You should work for your music because you will, in turn, develop a sense of ownership of that music. It will allow you to live in the moment.  It will become as important to you as it is to those who made it in the first place - You can take that feeling with you, forever. And it's yours. And what's even cooler is that it is someone else's, too. 

Working to find new music to listen to, even if it sort of sounds just like other music you listen to, will open up new doors for conversation and new places to go emotionally and spiritually. I know it sounds corny - but even when I'm lifting in silence - sometimes I can hear licks from this song, for some reason, at the bottom of a squat:



And here's the thing - I don't even like Set Your Goals that much. And I had to work when it came to finding this song because I had to listen to a bunch of tunes I wasn't too fond of. It's like collecting anything else. If you collect antiques, you might spend HOURS driving and visiting shops only to come away with nothing. We're at a point now with music, because of how accessible it is, that it's the same thing. And for this song, everything that happens after the 2 minute mark was worth the hour or so of listening to other SYG songs that I didn't like all that much. 

The beauty of it is that "Echoes" lead me to other songs I love from other bands. It's the gift that keeps on giving. It's just a matter of how much you want to dig. 

Now I know that, for some people, I'm preaching to the choir. Because you guys know what its like to spend hours at the record store or in a line at a show to buy a band's record at their merch table. 

But for those of you who have no clue what I'm talking about - who think I'm simply being dramatic or embellishing or... whatever... just try it. Give it a shot. Take an hour to look for a song and fall in love with it - all by yourself. 

Circling back, though, just to make something clear and explain myself a bit: I prefer to not listen to anything before I lift. I grab the bar and then this is almost on a loop over and over again in my head: 

         “All visible objects, man, are but as pasteboard masks . . . If man will strike, strike through the mask! How can the prisoner reach outside except by thrusting through the wall? To me, the white whale is that wall, shoved near to me. Sometimes I think there’s naught beyond. But ‘tis enough. He tasks me; he heaps me; I see in him outrageous strength, with an inscrutable malice sinewing it. That inscrutable thing is chiefly what I hate; and be the white whale agent, or be the white whale principal, I will wreak that hate upon him. Talk to
me not of blasphemy, man; I’d smite the sun if it insulted me" (Melville). 

But understand that I had to WORK (anyone who reads Moby Dick is working, for sure) to find that and fall in love with it. 

(I'd like to appropriately cite it. I know. English Teacher. I get it. I'm thinking it's from the chapter "The Quarter Deck" - Chapter 36... maybe? No idea what page number. My pages fell out of my copy. Glue melted in the sun while I was reading it in Italy. Another story, perhaps.)

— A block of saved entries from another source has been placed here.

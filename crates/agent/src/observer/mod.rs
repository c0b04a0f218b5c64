//! Observer combination.
//!
//! [`CombinedObserver`] fans each lifecycle event out to a list of observers
//! in registration order. A failing or panicking observer is logged and
//! skipped; the rest still run, and the step loop never sees the error.

mod console;

pub use console::ConsoleObserver;

use std::future::Future;
use std::panic::AssertUnwindSafe;
use std::sync::Arc;

use async_trait::async_trait;
use futures::FutureExt;
use tracing::warn;

use stepwise_core::error::ObserverError;
use stepwise_core::observer::RunObserver;
use stepwise_core::run::{ModelCallRecord, Run};
use stepwise_core::step::Step;

#[derive(Clone, Default)]
pub struct CombinedObserver {
    observers: Vec<Arc<dyn RunObserver>>,
}

impl CombinedObserver {
    pub fn new() -> Self {
        Self::default()
    }

    pub fn with(mut self, observer: Arc<dyn RunObserver>) -> Self {
        self.observers.push(observer);
        self
    }

    pub fn push(&mut self, observer: Arc<dyn RunObserver>) {
        self.observers.push(observer);
    }

    pub fn len(&self) -> usize {
        self.observers.len()
    }

    pub fn is_empty(&self) -> bool {
        self.observers.is_empty()
    }
}

/// Combine observers into one, preserving order.
pub fn combine_observers(observers: impl IntoIterator<Item = Arc<dyn RunObserver>>) -> CombinedObserver {
    CombinedObserver {
        observers: observers.into_iter().collect(),
    }
}

/// Await one hook; log and swallow its error or panic.
async fn isolate<F>(observer: &str, hook: &'static str, fut: F)
where
    F: Future<Output = Result<(), ObserverError>>,
{
    match AssertUnwindSafe(fut).catch_unwind().await {
        Ok(Ok(())) => {}
        Ok(Err(e)) => warn!(observer, hook, error = %e, "Observer failed"),
        Err(panic) => {
            let detail = panic
                .downcast_ref::<&str>()
                .map(|s| s.to_string())
                .or_else(|| panic.downcast_ref::<String>().cloned())
                .unwrap_or_else(|| "unknown panic".into());
            warn!(observer, hook, panic = %detail, "Observer panicked");
        }
    }
}

#[async_trait]
impl RunObserver for CombinedObserver {
    fn name(&self) -> &str {
        "combined"
    }

    async fn on_run_started(&self, run: &Run) -> Result<(), ObserverError> {
        for o in &self.observers {
            isolate(o.name(), "on_run_started", o.on_run_started(run)).await;
        }
        Ok(())
    }

    async fn on_model_call_completed(&self, run: &Run, call: &ModelCallRecord) -> Result<(), ObserverError> {
        for o in &self.observers {
            isolate(
                o.name(),
                "on_model_call_completed",
                o.on_model_call_completed(run, call),
            )
            .await;
        }
        Ok(())
    }

    async fn on_step_completed(&self, run: &Run, step: &Step) -> Result<(), ObserverError> {
        for o in &self.observers {
            isolate(o.name(), "on_step_completed", o.on_step_completed(run, step)).await;
        }
        Ok(())
    }

    async fn on_run_finished(&self, run: &Run) -> Result<(), ObserverError> {
        for o in &self.observers {
            isolate(o.name(), "on_run_finished", o.on_run_finished(run)).await;
        }
        Ok(())
    }
}

impl std::fmt::Debug for CombinedObserver {
    fn fmt(&self, f: &mut std::fmt::Formatter<'_>) -> std::fmt::Result {
        f.debug_list()
            .entries(self.observers.iter().map(|o| o.name().to_string()))
            .finish()
    }
}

Anywho. That's what I have rolling in my head. Most importantly, though, there is no sound anymore. Even if there is sound, there is NO sound. I've managed to finally go to that place. And it's awesome. So in my head, all I have looped are phrases from above. Most of the time it's "strike through the mask," or "smite the sun," because... who has time to recite all of it, know what I mean?

So, for me, it's silence and Moby Dick. But the real question is, where do you go?

For fun, listen to this song:


And then read these Moby Dick Quotes along with the music. 

I'm giving you pearls here, people. 

But really it's about the art. It's all about being able to live inside something and own it. And that's my challenge for you all this weekend. Go to the beach (or lake if you're land locked... ew...) and get a bunch of songs that you've FOUND... that are YOURS... and crank up the radio. Get nostalgic. Be 18 again. And be it forever. 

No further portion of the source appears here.